# New recipe book purchased today



## NaeKid (Oct 17, 2008)

I was at the local PrincessAuto (kind of like the Canadian version of Harbour Freight) and while spending lots of money I came across a recipe book for camp-cooking produced by CampChef (CampChef.com) - lots of great pieces of information about cast iron in the spiral-bound recipe book, history, care, use, etc and lots of recipes to try as well!
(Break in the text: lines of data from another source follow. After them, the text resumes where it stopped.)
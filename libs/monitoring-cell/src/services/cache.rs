// =====================================================================================
// TTL RESPONSE CACHE
// =====================================================================================

use std::collections::HashMap;
use std::future::Future;
use std::sync::atomic::{AtomicU64, Ordering};
use std::time::Duration;

use serde::Serialize;
use tokio::sync::RwLock;
use tokio::time::Instant;
use tracing::debug;

const DEFAULT_MAX_ENTRIES: usize = 10_000;

#[derive(Debug, Clone)]
struct CacheEntry<T> {
    data: T,
    created_at: Instant,
    ttl: Duration,
}

impl<T> CacheEntry<T> {
    fn is_expired(&self) -> bool {
        self.created_at.elapsed() >= self.ttl
    }
}

#[derive(Debug, Clone, Serialize)]
pub struct CacheStats {
    pub cache_name: String,
    pub entries: usize,
    pub hits: u64,
    pub misses: u64,
    pub evictions: u64,
    pub hit_rate: f64,
}

/// Keyed in-memory cache shared by concurrent workers. Population is
/// put-if-absent under the write lock, so racing writers converge on one value.
#[derive(Debug)]
pub struct TtlCache<T> {
    name: String,
    entries: RwLock<HashMap<String, CacheEntry<T>>>,
    ttl: Duration,
    max_entries: usize,
    hit_count: AtomicU64,
    miss_count: AtomicU64,
    eviction_count: AtomicU64,
}

impl<T> TtlCache<T>
where
    T: Clone + Send + Sync,
{
    pub fn new(name: &str, ttl: Duration) -> Self {
        Self::with_capacity(name, ttl, DEFAULT_MAX_ENTRIES)
    }

    pub fn with_capacity(name: &str, ttl: Duration, max_entries: usize) -> Self {
        Self {
            name: name.to_string(),
            entries: RwLock::new(HashMap::new()),
            ttl,
            max_entries: max_entries.max(1),
            hit_count: AtomicU64::new(0),
            miss_count: AtomicU64::new(0),
            eviction_count: AtomicU64::new(0),
        }
    }

    pub async fn get(&self, key: &str) -> Option<T> {
        let entries = self.entries.read().await;

        match entries.get(key) {
            Some(entry) if !entry.is_expired() => {
                self.hit_count.fetch_add(1, Ordering::Relaxed);
                debug!(cache = %self.name, key, "cache hit");
                Some(entry.data.clone())
            }
            _ => {
                self.miss_count.fetch_add(1, Ordering::Relaxed);
                debug!(cache = %self.name, key, "cache miss");
                None
            }
        }
    }

    /// Stores `value` unless a live entry already exists; returns the value
    /// that ends up cached.
    pub async fn put_if_absent(&self, key: &str, value: T) -> T {
        let mut entries = self.entries.write().await;

        if let Some(existing) = entries.get(key) {
            if !existing.is_expired() {
                return existing.data.clone();
            }
        }

        if entries.len() >= self.max_entries && !entries.contains_key(key) {
            self.evict(&mut entries);
        }

        entries.insert(
            key.to_string(),
            CacheEntry {
                data: value.clone(),
                created_at: Instant::now(),
                ttl: self.ttl,
            },
        );

        value
    }

    /// Returns the cached value or runs `fetch` and caches its success.
    /// Errors are never cached.
    pub async fn get_or_try_insert_with<F, Fut, E>(&self, key: &str, fetch: F) -> Result<T, E>
    where
        F: FnOnce() -> Fut,
        Fut: Future<Output = Result<T, E>>,
    {
        if let Some(hit) = self.get(key).await {
            return Ok(hit);
        }

        let fetched = fetch().await?;
        Ok(self.put_if_absent(key, fetched).await)
    }

    pub async fn invalidate(&self, key: &str) {
        let mut entries = self.entries.write().await;
        if entries.remove(key).is_some() {
            self.eviction_count.fetch_add(1, Ordering::Relaxed);
        }
    }

    pub async fn stats(&self) -> CacheStats {
        let entries = self.entries.read().await.len();
        let hits = self.hit_count.load(Ordering::Relaxed);
        let misses = self.miss_count.load(Ordering::Relaxed);
        let total = hits + misses;

        CacheStats {
            cache_name: self.name.clone(),
            entries,
            hits,
            misses,
            evictions: self.eviction_count.load(Ordering::Relaxed),
            hit_rate: if total > 0 { hits as f64 / total as f64 } else { 0.0 },
        }
    }

    // Expired entries go first, then the oldest 10%.
    fn evict(&self, entries: &mut HashMap<String, CacheEntry<T>>) {
        let before = entries.len();
        entries.retain(|_, entry| !entry.is_expired());

        if entries.len() >= self.max_entries {
            let mut by_age: Vec<(String, Instant)> = entries
                .iter()
                .map(|(key, entry)| (key.clone(), entry.created_at))
                .collect();
            by_age.sort_by_key(|(_, created_at)| *created_at);

            let to_remove = (entries.len() / 10).max(1);
            for (key, _) in by_age.into_iter().take(to_remove) {
                entries.remove(&key);
            }
        }

        let removed = before - entries.len();
        self.eviction_count.fetch_add(removed as u64, Ordering::Relaxed);
        debug!(cache = %self.name, removed, "cache evicted entries");
    }
}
My quick read of the book impressed me enough to bring it home and start reading it through - and I became more impressed with it. Now, just to let you know, they do promote their own products in the recipe book, but, if you already have lots of cast-iron, skip those parts and get to the recipes! :2thumb:


----------



## pixieduster (Mar 28, 2012)

I'm all for that. Been collecting my cast iron. Almost done with the fire pit/ cook top. I'm looking forward to doing biscuits and a chilie with corn bread topping.


----------



## NaeKid (Oct 17, 2008)

I have been cooking with cast-iron as my primary cookware in the house for well over 20 years now. I also use it when camping and backyard cooking, so, I am always on the hunt for something new to try with my pots-n-pans. 

There is a thread on here somewhere where I have a picture of the majority of my daily-use cast-iron cookware if you wanted to look around for it.


----------